Depends on your budget. What is it?


----------



## Wayde (Jun 5, 2006)

I think for the 32" range you're probably looking at an LCD panel. 

Plasma only starts being a consideration for the 50"+ crowd. Then consider lighting etc.

For gaming quick response time is critical. One of those new 120Hz panels is probably a great idea if you can afford the extra padding to your budget.

I always like the idea of a respected name brand. Sharp, Sony, Panasonic, Samsung, LG are all top shelf. I doubt you'd get anything more than negiligible picture quality differences between these brands. 

Generally speaking each brand will have different _levels_ of quality. If you have a home audio system you're probably not worried about built-in audio buffs. Consider the video enhancement circuitry added to these panels seriously however, they're not just fluff. 

Beware of the Insignia, Dynex, Westinghouse. Don't discount them if your budget is lower they allow people to get into a screen they never thought they could afford. But if you can afford it - I'd avoid them. 

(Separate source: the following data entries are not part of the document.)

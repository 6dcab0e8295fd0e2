pub mod demographics;
pub mod diagnoses;
pub mod goals;
pub mod insurance;
pub mod legal;
pub mod medications;
pub mod providers;
pub mod referrals;
pub mod review;
pub mod welcome;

What euqovector says is a good start... what's your budget?


----------



## Guest (Sep 8, 2008)

gamer ?, Im a pc gamer and since i built a dvd hardrive now on to my gamer harddrive now i need a larger screen looking at samsung dlp led 61" 120hz and advise my budget is 1500-1800bux

thanxs, i dont mean to steal ur thread.


----------



## 240V (Apr 21, 2008)

Response time means nothing now. Total input lag is the problem. You can have a 5ms response time but on top of that a 50ms input lag. Add to that your ping time if playing online. This adds up to 6 or more frames!
Digital Versus (dot com) has a way to compare monitors and TVs for input lag.
Some beautiful monitors/TVs are bad at gaming.


----------



## bigguy (Feb 26, 2007)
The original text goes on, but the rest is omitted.